Several limitations of this study should be acknowledged. First, the use of abstracts rather than full-text articles may limit contextual depth and contribute to classification variability for both human and machine reviewers. Second, the absence of an externally validated ground truth prevents definitive conclusions about classification correctness. Third, the relatively small sample size used for intra-rater reliability analysis limits the statistical robustness of those estimates. Additionally, the confidence intervals reported for Kappa statistics are approximate, reflecting the absence of full contingency table data. These limitations suggest that the findings should be interpreted as exploratory and provide a foundation for future investigation.
Future research can extend this work in several directions. First, incorporating full-text analysis may improve classification performance and reduce ambiguity. Second, exploring multiple topic modeling configurations and systematic hyperparameter tuning could enhance model robustness and interpretability.
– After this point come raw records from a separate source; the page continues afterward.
//! Driving session: per-tick orchestration of car, consumption
//! accounting and sign observers over one track.
//!
//! The session is single-owner and synchronous: one `tick` advances
//! everything. It can be driven live (caller-supplied inputs, each
//! tick recorded) or in replay (inputs pulled from a recorded log);
//! both paths produce bit-identical speed values and violation events
//! for identical input sequences.

use anyhow::{bail, Context, Result};
use log::{debug, info, warn};
use rand::rngs::StdRng;
use rand::SeedableRng;

use super::car::Car;
use super::consumption::ConsumptionMonitor;
use super::log::DrivingLog;
use super::observers::{
    ObserverContext, SignObserver, SpeedObserver, StopSignObserver, TooSlowObserver,
    TrafficLightObserver,
};
use super::types::{
    Sign, SignKind, TelemetrySample, Track, TrafficEvent, TrafficEventKind, TrafficLightInfo,
};

/// Arc-length position the car starts at [m]
pub const INITIAL_POSITION: f64 = 40.0;

/// Per-tick control inputs supplied by the caller in live mode
#[derive(Debug, Clone, Copy, Default)]
pub struct ControlInput {
    /// Throttle in [0, 1]
    pub throttle: f64,
    /// Brake in [0, 1]
    pub braking: f64,
    /// +1 shift up, -1 shift down, 0 keep gear
    pub gear_change: i32,
}

#[derive(Debug, Clone, Copy, PartialEq, Eq)]
pub enum TickOutcome {
    Running,
    /// The car crossed the track end (or the replay log ran out)
    Finished,
}

pub struct DrivingSession {
    pub car: Car,
    pub track: Track,
    pub consumption_monitor: ConsumptionMonitor,
    observers: Vec<Box<dyn SignObserver>>,
    rng: StdRng,
    seed: u64,

    /// Car position along the track [m]
    pub position: f64,
    /// Time since the run started [s]
    pub time: f64,
    /// Latched once the driver first opens the throttle
    pub started: bool,
    pub finished: bool,
    pub replay: bool,
    replay_index: usize,

    /// Record of the current live run
    pub log: Option<DrivingLog>,
    /// Violations/advisories, appended in firing order
    pub events: Vec<TrafficEvent>,
    /// Pending samples for the external telemetry sink
    pub telemetry: Vec<TelemetrySample>,
}

impl DrivingSession {
    /// A session over the given track. `seed` drives the only source of
    /// randomness (traffic-light countdowns), so equal seeds mean
    /// reproducible runs.
    pub fn new(car: Car, track: Track, seed: u64) -> Self {
        let observers: Vec<Box<dyn SignObserver>> = vec![
            Box::new(SpeedObserver::new(&track)),
            Box::new(StopSignObserver::new(&track)),
            Box::new(TrafficLightObserver::new(&track)),
            Box::new(TooSlowObserver::new()),
        ];
        Self {
            car,
            track,
            consumption_monitor: ConsumptionMonitor::default(),
            observers,
            rng: StdRng::seed_from_u64(seed),
            seed,
            position: INITIAL_POSITION,
            time: 0.0,
            started: false,
            finished: false,
            replay: false,
            replay_index: 0,
            log: None,
            events: Vec::new(),
            telemetry: Vec::new(),
        }
    }

    /// A small session for console runs and tests: a 3 km track with
    /// one sign of every kind.
    pub fn create_test_session(seed: u64) -> Self {
        let track = Track::new(
            3000.0,
            vec![
                Sign::new(SignKind::SpeedLimit(50), 400.0),
                Sign::new(SignKind::Stop, 900.0),
                Sign::traffic_light(
                    1600.0,
                    TrafficLightInfo {
                        trigger_distance: 400.0,
                        time_range: (4000.0, 8000.0),
                    },
                ),
                Sign::new(SignKind::SpeedLimit(100), 2000.0),
            ],
        );
        Self::new(Car::new(), track, seed)
    }

    /// Reset for a fresh live run.
    pub fn reset(&mut self) {
        self.reset_shared();
        self.car.reset(false);
        self.log = None;
        self.replay = false;
        self.started = false;
    }

    /// Switch the session to replaying the given log. The car state is
    /// reset and the engine restored to the recorded initial speed.
    pub fn start_replay(&mut self, log: DrivingLog) -> Result<()> {
        if !log.initial_angular_velocity.is_finite() {
            bail!(
                "log carries a non-finite initial angular velocity: {}",
                log.initial_angular_velocity
            );
        }
        self.reset_shared();
        self.car.reset(true);
        self.car.engine.angular_velocity = log.initial_angular_velocity;
        self.log = Some(log);
        self.replay = true;
        self.replay_index = 0;
        // replay logs start at the first throttle tick
        self.started = true;
        info!("replay started ({} ticks)", self.log.as_ref().map_or(0, |l| l.items.len()));
        Ok(())
    }

    fn reset_shared(&mut self) {
        self.consumption_monitor.reset();
        for observer in &mut self.observers {
            observer.reset();
        }
        self.rng = StdRng::seed_from_u64(self.seed);
        self.position = INITIAL_POSITION;
        self.time = 0.0;
        self.finished = false;
        self.replay_index = 0;
        self.events.clear();
        self.telemetry.clear();
    }

    /// Advance one live tick. `alpha` is the road slope at the current
    /// position [rad], supplied by the caller together with `dt`.
    pub fn tick(&mut self, dt: f64, alpha: f64, input: &ControlInput) -> Result<TickOutcome> {
        if self.replay {
            bail!("session is replaying; use tick_replay");
        }
        if self.finished {
            return Ok(TickOutcome::Finished);
        }
        if !dt.is_finite() || dt <= 0.0 {
            bail!("time step must be positive, got {dt}");
        }

        self.car.throttle = input.throttle.clamp(0.0, 1.0);
        self.car.braking = input.braking.clamp(0.0, 1.0);
        if input.gear_change > 0 {
            self.car.gearbox.gear_up();
        } else if input.gear_change < 0 {
            self.car.gearbox.gear_down();
        }

        if !self.started {
            if self.car.throttle > 0.0 {
                self.started = true;
                self.log = Some(DrivingLog::new(self.car.engine.angular_velocity));
                debug!(
                    "run started at {:.0} rpm",
                    self.car.engine.rpm()
                );
            } else {
                // idling before the run; nothing moves, nothing is logged
                return Ok(TickOutcome::Running);
            }
        }

        let outcome = self.step(dt, alpha)?;

        let (throttle, braking, gear) = (self.car.throttle, self.car.braking, self.car.gearbox.gear());
        if let Some(log) = &mut self.log {
            log.add_item(throttle, braking, gear, dt, alpha);
        }

        if outcome == TickOutcome::Finished {
            let liters_used = self.consumption_monitor.liters_used;
            let elapsed = self.time;
            if let Some(log) = &mut self.log {
                log.elapsed_time = elapsed;
                log.liters_used = liters_used;
            }
            info!(
                "track finished: {:.1} s, {:.3} L used, {} violation(s)",
                elapsed,
                liters_used,
                self.violation_count()
            );
        }
        Ok(outcome)
    }

    /// Advance one replay tick, pulling dt and inputs from the log.
    pub fn tick_replay(&mut self) -> Result<TickOutcome> {
        if !self.replay {
            bail!("session is not replaying");
        }
        if self.finished {
            return Ok(TickOutcome::Finished);
        }
        let item = {
            let log = self.log.as_ref().context("replay without a log")?;
            match log.items.get(self.replay_index) {
                Some(item) => *item,
                None => {
                    self.finished = true;
                    return Ok(TickOutcome::Finished);
                }
            }
        };
        self.replay_index += 1;

        self.car.throttle = item.throttle;
        self.car.braking = item.braking;
        self.car.gearbox.set_gear(item.gear);

        self.step(item.dt, item.alpha)
    }

    /// The shared part of a live and a replay tick.
    fn step(&mut self, dt: f64, alpha: f64) -> Result<TickOutcome> {
        self.car.auto_clutch(dt);
        self.car.tick(dt, alpha, self.replay)?;

        self.consumption_monitor.tick(
            self.car.engine.consumption_l_s(),
            dt,
            self.car.speed,
            &mut self.telemetry,
        );

        self.position += self.car.speed * dt;
        self.time += dt;

        let mut ctx = ObserverContext {
            track: &self.track,
            position: self.position,
            speed: self.car.speed,
            t: self.time,
            dt,
            replay: self.replay,
            rng: &mut self.rng,
        };
        for observer in &mut self.observers {
            observer.tick(&mut ctx, &mut self.events);
        }

        if self.position >= self.track.length {
            self.finished = true;
            return Ok(TickOutcome::Finished);
        }
        if self.track.max_time > 0.0 && self.time >= self.track.max_time {
            warn!("time limit of {:.0} s reached", self.track.max_time);
            self.finished = true;
            return Ok(TickOutcome::Finished);
        }
        Ok(TickOutcome::Running)
    }

    /// Number of violations recorded so far (advisories excluded).
    pub fn violation_count(&self) -> usize {
        self.events.iter().filter(|e| e.kind.is_violation()).count()
    }

    /// Hand pending telemetry samples to the external sink.
    pub fn drain_telemetry(&mut self) -> Vec<TelemetrySample> {
        std::mem::take(&mut self.telemetry)
    }

    /// Hand recorded events to the display/audio/logging collaborator.
    pub fn drain_events(&mut self) -> Vec<TrafficEvent> {
        std::mem::take(&mut self.events)
    }

    /// Print a run summary to stdout.
    pub fn print_summary(&self) {
        println!("=== Driving Session Summary ===");
        println!("Time: {:.2}s", self.time);
        println!(
            "Position: {:.1}/{:.0} m{}",
            self.position,
            self.track.length,
            if self.finished { " (finished)" } else { "" }
        );
        println!(
            "Speed: {:.1} km/h, gear {}, {:.0} rpm",
            super::gearbox::speed_to_kmh(self.car.speed),
            self.car.gearbox.gear(),
            self.car.engine.rpm()
        );
        println!("Fuel used: {:.4} L", self.consumption_monitor.liters_used);
        for kind in [
            TrafficEventKind::Speeding,
            TrafficEventKind::StopSign,
            TrafficEventKind::TrafficLight,
            TrafficEventKind::TooSlow,
        ] {
            let count = self.events.iter().filter(|e| e.kind == kind).count();
            if count > 0 {
                println!("  {:?}: {}", kind, count);
            }
        }
    }
}
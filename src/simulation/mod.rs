//! Standalone driving simulation module
//!
//! This module contains the whole simulation core: vehicle physics,
//! fuel accounting, sign observers and the session driving them. It
//! runs headless and can be tested via console without any front-end.

mod car;
mod consumption;
mod engine;
mod gearbox;
mod log;
mod maps;
mod observers;
mod resistances;
mod session;
mod types;

// Re-export public types for external use
// These may not be used within this crate but are part of the public API
#[allow(unused_imports)]
pub use car::Car;
#[allow(unused_imports)]
pub use consumption::{l_100km_instantaneous, ConsumptionMonitor, CONSUMPTION_TICK};
#[allow(unused_imports)]
pub use engine::{angular_velocity_to_rpm, rpm_to_angular_velocity, Engine, FUEL_DENSITY};
#[allow(unused_imports)]
pub use gearbox::{
    kmh_to_speed, speed_to_kmh, Clutch, Gearbox, MAX_GEAR, MIN_GEAR, START_GEAR,
};
#[allow(unused_imports)]
pub use log::{DrivingLog, LogItem};
#[allow(unused_imports)]
pub use maps::{ConsumptionMap, TorqueMap};
#[allow(unused_imports)]
pub use observers::{
    ObserverContext, SignObserver, SpeedObserver, StopSignObserver, TooSlowObserver,
    TrafficLightObserver, SPEED_TOLERANCE_KMH, STOP_DWELL_TIME, STOP_TRIGGER_DISTANCE,
    TOO_SLOW_GRACE, TOO_SLOW_KMH,
};
#[allow(unused_imports)]
pub use session::{ControlInput, DrivingSession, TickOutcome, INITIAL_POSITION};
#[allow(unused_imports)]
pub use types::{
    Sign, SignKind, Track, TrafficEvent, TrafficEventKind, TrafficLightInfo, TrafficLightPhase,
    TelemetrySample, DEFAULT_SPEED_LIMIT_KMH, MIN_TRIGGER_CLEARANCE,
};
//! Driving Simulation Library
//!
//! A headless vehicle driving simulator: per-tick engine, gearbox and
//! road-load physics, fuel consumption accounting, and traffic-sign
//! observers that record violations. Runs deterministically, so a
//! recorded run can be replayed bit-exactly.

pub mod simulation;
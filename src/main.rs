mod simulation;

use clap::Parser;
use log::warn;

use simulation::{ControlInput, DrivingSession, TickOutcome};

#[derive(Parser)]
#[command(name = "drive_sim")]
#[command(about = "Headless driving simulation with violation tracking")]
struct Cli {
    /// Number of simulation ticks to run
    #[arg(long, default_value = "3000")]
    ticks: u32,

    /// Time delta per tick in seconds
    #[arg(long, default_value = "0.05")]
    delta: f64,

    /// Seed for the traffic-light countdown randomness
    #[arg(long, default_value = "42")]
    seed: u64,

    /// Replay the recorded run afterwards and compare the outcomes
    #[arg(long)]
    replay: bool,
}

fn main() -> anyhow::Result<()> {
    env_logger::init();
    let cli = Cli::parse();

    println!("Running driving simulation in headless mode...");
    println!("Ticks: {}, Delta: {}s, Seed: {}", cli.ticks, cli.delta, cli.seed);
    println!();

    let mut session = DrivingSession::create_test_session(cli.seed);

    let ticks_per_second = (1.0 / cli.delta).ceil() as u32;
    let mut tick = 0;
    while tick < cli.ticks && !session.finished {
        let ticks_to_run = ticks_per_second.min(cli.ticks - tick);
        for _ in 0..ticks_to_run {
            tick += 1;
            let input = scripted_input(&session);
            if session.tick(cli.delta, 0.0, &input)? == TickOutcome::Finished {
                break;
            }
        }
        println!(
            "--- After tick {} ({:.1}s simulated time) ---",
            tick,
            tick as f64 * cli.delta
        );
        session.print_summary();
        println!();
    }

    println!("=== Final State ===");
    session.print_summary();

    if cli.replay {
        println!();
        run_replay(&mut session)?;
    }
    Ok(())
}

/// A simple scripted driver: accelerate toward the active limit, stand
/// still for stop signs, shift by rpm.
fn scripted_input(session: &DrivingSession) -> ControlInput {
    let kmh = simulation::speed_to_kmh(session.car.speed);
    let rpm = session.car.engine.rpm();

    let target_kmh = 45.0;
    let mut input = ControlInput::default();
    if kmh < target_kmh {
        input.throttle = 0.6;
    } else {
        input.throttle = 0.1;
    }
    if rpm > 3000.0 && session.car.gearbox.gear() < simulation::MAX_GEAR {
        input.gear_change = 1;
    } else if rpm < 1200.0 && session.car.gearbox.gear() > 1 {
        input.gear_change = -1;
    }
    input
}

/// Replay the run just recorded and check the outcome matches.
fn run_replay(session: &mut DrivingSession) -> anyhow::Result<()> {
    let log = match session.log.clone() {
        Some(log) => log,
        None => {
            warn!("no run was recorded, skipping replay");
            return Ok(());
        }
    };
    let live_violations = session.violation_count();
    let live_liters = session.consumption_monitor.liters_used;

    println!("Replaying {} recorded ticks...", log.items.len());
    session.start_replay(log)?;
    while session.tick_replay()? == TickOutcome::Running {}

    println!("=== Replay State ===");
    session.print_summary();
    println!(
        "Replay match: violations {} -> {}, fuel {:.4} -> {:.4} L",
        live_violations,
        session.violation_count(),
        live_liters,
        session.consumption_monitor.liters_used
    );
    Ok(())
}
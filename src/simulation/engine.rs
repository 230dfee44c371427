//! Engine model: rpm state, torque production, fuel consumption
//!
//! Torque comes from the torque map scaled by the rated maximum; engine
//! braking only ever subtracts from it. Consumption goes through the
//! BSFC-style consumption map and a fixed fuel density.

use anyhow::{bail, Result};

use super::maps::{ConsumptionMap, TorqueMap};

/// Fuel density used for g <-> L conversion [kg/L]
pub const FUEL_DENSITY: f64 = 0.75;

#[derive(Debug, Clone)]
pub struct Engine {
    pub torque_map: TorqueMap,
    pub consumption_map: ConsumptionMap,

    /// Rated maximum rpm [1/min]
    pub max_rpm: f64,
    /// Rated maximum torque [N*m]
    pub max_torque: f64,
    pub engine_braking_coefficient: f64,
    /// Constant engine-braking term [N*m]
    pub engine_braking_offset: f64,
    /// Base consumption factor [g/kWh]
    pub base_consumption: f64,
    /// Throttle floor below idle; keeps the engine fuelled instead of
    /// cutting off (tunable, see Schubabschaltung handling)
    pub min_throttle: f64,
    /// Idle rpm the engine settles to [1/min]
    pub idle_rpm: f64,
    /// Crankshaft inertia [kg*m^2]
    pub inertia: f64,

    /// Current crankshaft angular velocity [rad/s]
    pub angular_velocity: f64,
    /// Raw torque from the last update [N*m]
    pub torque: f64,
    /// Output torque after engine braking from the last update [N*m]
    pub torque_out: f64,
}

impl Engine {
    pub fn new(max_rpm: f64, max_torque: f64) -> Self {
        let mut engine = Self {
            torque_map: TorqueMap::default(),
            consumption_map: ConsumptionMap::default(),
            max_rpm,
            max_torque,
            engine_braking_coefficient: 0.9,
            engine_braking_offset: 0.0,
            base_consumption: 100.0,
            min_throttle: 0.07,
            idle_rpm: 700.0,
            inertia: 0.13,
            angular_velocity: 0.0,
            torque: 0.0,
            torque_out: 0.0,
        };
        engine.reset();
        engine
    }

    /// Snap the engine back to idle (new session, not replay).
    pub fn reset(&mut self) {
        self.angular_velocity = rpm_to_angular_velocity(self.idle_rpm);
        self.torque = 0.0;
        self.torque_out = 0.0;
    }

    /// Compute output torque for the given throttle position (0..1).
    ///
    /// Below idle the throttle is raised to `min_throttle` so the fuel
    /// feed is never fully cut. Engine braking only subtracts: the
    /// result never exceeds the raw map torque.
    pub fn update_torque(&mut self, throttle: f64) -> f64 {
        let mut throttle = throttle.clamp(0.0, 1.0);
        if throttle < self.min_throttle && self.rpm() < self.idle_rpm {
            throttle = self.min_throttle;
        }
        self.torque = self.max_torque * self.torque_map.torque(throttle, self.rel_rpm());
        let braking = self.engine_braking_coefficient
            * (self.rpm().max(0.0) / 60.0).powf(1.1)
            + self.engine_braking_offset;
        self.torque_out = self.torque - braking;
        debug_assert!(self.torque_out.is_finite());
        debug_assert!(self.torque_out <= self.torque);
        // release builds clamp instead of aborting
        self.torque_out = self.torque_out.min(self.torque);
        self.torque_out
    }

    /// Mechanical power output [kW]
    pub fn power_output(&self) -> f64 {
        self.angular_velocity * self.torque / 1000.0
    }

    /// Fuel consumption at the current operating point [g/h]
    pub fn consumption(&self) -> f64 {
        let rel = self
            .consumption_map
            .rel_consumption(self.rel_rpm(), self.torque / self.max_torque);
        rel * self.base_consumption * self.power_output().max(0.0)
    }

    /// Fuel consumption [L/s]
    pub fn consumption_l_s(&self) -> f64 {
        self.consumption() / 1000.0 / FUEL_DENSITY / 3600.0
    }

    /// Consumption per distance [L/100km]; 0 when (nearly) standing.
    pub fn l_100km(&self, speed: f64) -> f64 {
        if speed < 1e-3 {
            return 0.0;
        }
        let grams_per_second = self.consumption() / 3600.0;
        let liters_per_meter = grams_per_second / (speed * 1000.0) / FUEL_DENSITY;
        liters_per_meter * 100.0 * 1000.0
    }

    pub fn rpm(&self) -> f64 {
        angular_velocity_to_rpm(self.angular_velocity)
    }

    pub fn rel_rpm(&self) -> f64 {
        self.rpm() / self.max_rpm
    }

    /// Set engine speed in rpm; a non-finite value is a recoverable
    /// input error, not a crash.
    pub fn set_rpm(&mut self, rpm: f64) -> Result<()> {
        if !rpm.is_finite() {
            bail!("engine rpm must be finite, got {rpm}");
        }
        self.angular_velocity = rpm_to_angular_velocity(rpm);
        Ok(())
    }
}

pub fn rpm_to_angular_velocity(rpm: f64) -> f64 {
    rpm * 2.0 * std::f64::consts::PI / 60.0
}

pub fn angular_velocity_to_rpm(angular_velocity: f64) -> f64 {
    angular_velocity * 30.0 / std::f64::consts::PI
}

#[cfg(test)]
mod tests {
    use super::*;

    #[test]
    fn rpm_round_trip() {
        let mut engine = Engine::new(7000.0, 240.0);
        engine.set_rpm(3000.0).unwrap();
        assert!((engine.rpm() - 3000.0).abs() < 1e-9);
    }

    #[test]
    fn set_rpm_rejects_nan() {
        let mut engine = Engine::new(7000.0, 240.0);
        assert!(engine.set_rpm(f64::NAN).is_err());
        assert!(engine.set_rpm(f64::INFINITY).is_err());
        // state untouched after the error
        assert!((engine.rpm() - engine.idle_rpm).abs() < 1e-9);
    }

    #[test]
    fn output_torque_never_exceeds_raw_torque() {
        let mut engine = Engine::new(7000.0, 240.0);
        for rpm in [0.0, 700.0, 2000.0, 4500.0, 7000.0] {
            engine.set_rpm(rpm).unwrap();
            for throttle in [0.0, 0.1, 0.5, 1.0] {
                let out = engine.update_torque(throttle);
                assert!(out.is_finite());
                assert!(out <= engine.torque);
            }
        }
    }

    #[test]
    fn throttle_floor_below_idle() {
        let mut engine = Engine::new(7000.0, 240.0);
        engine.set_rpm(500.0).unwrap();
        engine.update_torque(0.0);
        // the floor keeps some fuel flowing: raw torque stays positive
        assert!(engine.torque > 0.0);
    }

    #[test]
    fn no_throttle_floor_above_idle() {
        let mut engine = Engine::new(7000.0, 240.0);
        engine.set_rpm(3000.0).unwrap();
        engine.update_torque(0.0);
        assert_eq!(engine.torque, 0.0);
        // pure engine braking
        assert!(engine.torque_out < 0.0);
    }

    #[test]
    fn consumption_guards_standstill() {
        let mut engine = Engine::new(7000.0, 240.0);
        engine.set_rpm(2000.0).unwrap();
        engine.update_torque(0.5);
        assert_eq!(engine.l_100km(0.0), 0.0);
        assert_eq!(engine.l_100km(0.0009), 0.0);
        assert!(engine.l_100km(10.0) > 0.0);
    }

    #[test]
    fn reset_snaps_to_idle() {
        let mut engine = Engine::new(7000.0, 240.0);
        engine.set_rpm(5000.0).unwrap();
        engine.reset();
        assert!((engine.rpm() - engine.idle_rpm).abs() < 1e-9);
    }
}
Third, the inclusion of additional agreement metrics, such as Fleiss’ Kappa or Krippendorff’s Alpha, would provide a more comprehensive evaluation of multi-rater agreement. Fourth, integrating supervised learning approaches and comparing them with unsupervised methods may offer further insights into classification performance. Finally, the incorporation of visualizations, such as workflow diagrams of the NLP pipeline, could enhance both the interpretability and transparency of the analytical process.
Emerging approaches, including uncertainty-aware models and large language models (LLMs), such as ChatGPT [
27], present promising opportunities to enhance automated literature review processes. These methods may provide improved contextual understanding and probabilistic confidence estimates, addressing some of the limitations of traditional topic modeling techniques.
Overall, this study supports the role of NLP as a complementary tool in systematic review workflows. Rather than replacing human expertise, automated methods can enhance efficiency, consistency, and scalability. The integration of computational approaches with expert judgment represents a promising direction for improving the reliability and reproducibility of systematic reviews in clinical psychiatry and related fields.
By systematically examining both human variability and machine consistency, this study provides a practical and scalable framework for integrating computational methods into systematic review workflows, contributing to more reproducible and reliable evidence synthesis in data-intensive research domains.